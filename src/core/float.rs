//! # SlFloat — Escalar Numérico das Opiniões
//!
//! Todas as opiniões são genéricas sobre o tipo de ponto flutuante (`f32` ou `f64`).
//! O trait [`SlFloat`] reúne as capacidades numéricas necessárias e fixa o
//! **epsilon** usado em todas as comparações e nos limites degenerados
//! (denominadores próximos de zero, opiniões dogmáticas).
//!
//! | Tipo | Epsilon |
//! |------|---------|
//! | `f64` | `1e-10` |
//! | `f32` | `1e-5` |
//!
//! Os helpers deste módulo operam sobre fatias e arrays de tamanho fixo,
//! sem alocação, para que as fórmulas das opiniões fiquem livres de
//! containers dinâmicos.

use std::fmt::{Debug, Display};
use std::iter::Sum;

use num_traits::{Float, NumAssign};
use serde::de::DeserializeOwned;
use serde::Serialize;

/// Escalar usado pelas opiniões, distribuições de Dirichlet e operadores multi-fonte.
pub trait SlFloat:
    Float + NumAssign + Sum + Debug + Display + Default + Send + Sync + Serialize + DeserializeOwned + 'static
{
    /// Tolerância usada em comparações e na detecção de casos degenerados.
    const EPS: Self;

    /// Converte uma contagem (dimensão, número de fontes) para o escalar.
    fn from_count(n: usize) -> Self;

    /// Converte de `f64`, com perda de precisão para `f32`.
    fn from_f64_lossy(value: f64) -> Self;

    /// Converte para `f64` (sem perda para ambos os tipos suportados).
    fn to_f64_lossy(self) -> f64;

    /// `0.5` no tipo escalar.
    fn half() -> Self {
        Self::one() / (Self::one() + Self::one())
    }

    /// `2.0` no tipo escalar.
    fn two() -> Self {
        Self::one() + Self::one()
    }
}

impl SlFloat for f64 {
    const EPS: f64 = 1e-10;

    fn from_count(n: usize) -> Self {
        n as f64
    }

    fn from_f64_lossy(value: f64) -> Self {
        value
    }

    fn to_f64_lossy(self) -> f64 {
        self
    }
}

impl SlFloat for f32 {
    const EPS: f32 = 1e-5;

    fn from_count(n: usize) -> Self {
        n as f32
    }

    fn from_f64_lossy(value: f64) -> Self {
        value as f32
    }

    fn to_f64_lossy(self) -> f64 {
        self as f64
    }
}

/// Soma dos elementos de uma fatia.
pub fn sum<F: SlFloat>(values: &[F]) -> F {
    values.iter().copied().sum()
}

/// Distribuição neutra: `1/N` em cada hipótese.
pub fn neutral<const N: usize, F: SlFloat>() -> [F; N] {
    [F::one() / F::from_count(N); N]
}

/// Média elemento a elemento de dois arrays.
pub fn midpoint<const N: usize, F: SlFloat>(a: &[F; N], b: &[F; N]) -> [F; N] {
    let mut out = [F::zero(); N];
    for idx in 0..N {
        out[idx] = (a[idx] + b[idx]) * F::half();
    }
    out
}

/// Soma das diferenças absolutas elemento a elemento (usada pelo `PartialEq`).
pub fn abs_diff_sum<F: SlFloat>(a: &[F], b: &[F]) -> F {
    a.iter().zip(b.iter()).map(|(x, y)| (*x - *y).abs()).sum()
}

/// Mínimo que ignora `NaN` (semântica `minNum` do IEEE 754).
///
/// Divisões por zero nas fórmulas de dedução produzem `inf` ou `NaN`;
/// ambos precisam ser descartados pelo mínimo.
pub fn nan_aware_min<F: SlFloat>(values: impl IntoIterator<Item = F>) -> F {
    values
        .into_iter()
        .fold(F::infinity(), |acc, value| acc.min(value))
}

/// Formata uma lista de massas no estilo `a, b, c, ` com seis casas decimais.
pub(crate) fn format_masses<F: SlFloat>(values: &[F]) -> String {
    values.iter().map(|v| format!("{:.6}, ", v)).collect()
}

#[cfg(test)]
mod tests {
    use super::*;

    #[test]
    fn test_eps_per_type() {
        assert_eq!(<f64 as SlFloat>::EPS, 1e-10);
        assert_eq!(<f32 as SlFloat>::EPS, 1e-5);
    }

    #[test]
    fn test_neutral_sums_to_one() {
        let distr: [f64; 7] = neutral();
        assert!((sum(&distr) - 1.0).abs() < 1e-12);
    }

    /// `NaN` e `inf` não podem vencer o mínimo
    #[test]
    fn test_nan_aware_min() {
        let min = nan_aware_min([f64::NAN, 0.3, f64::INFINITY, 0.7]);
        assert!((min - 0.3).abs() < 1e-12);
    }

    #[test]
    fn test_format_masses() {
        assert_eq!(format_masses(&[0.5_f64, 0.25]), "0.500000, 0.250000, ");
    }
}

The task: Select, from the listing, all lines that include the word "Display".

Answer box:
use std::fmt::{Debug, Display};
    Float + NumAssign + Sum + Debug + Display + Default + Send + Sync + Serialize + DeserializeOwned + 'static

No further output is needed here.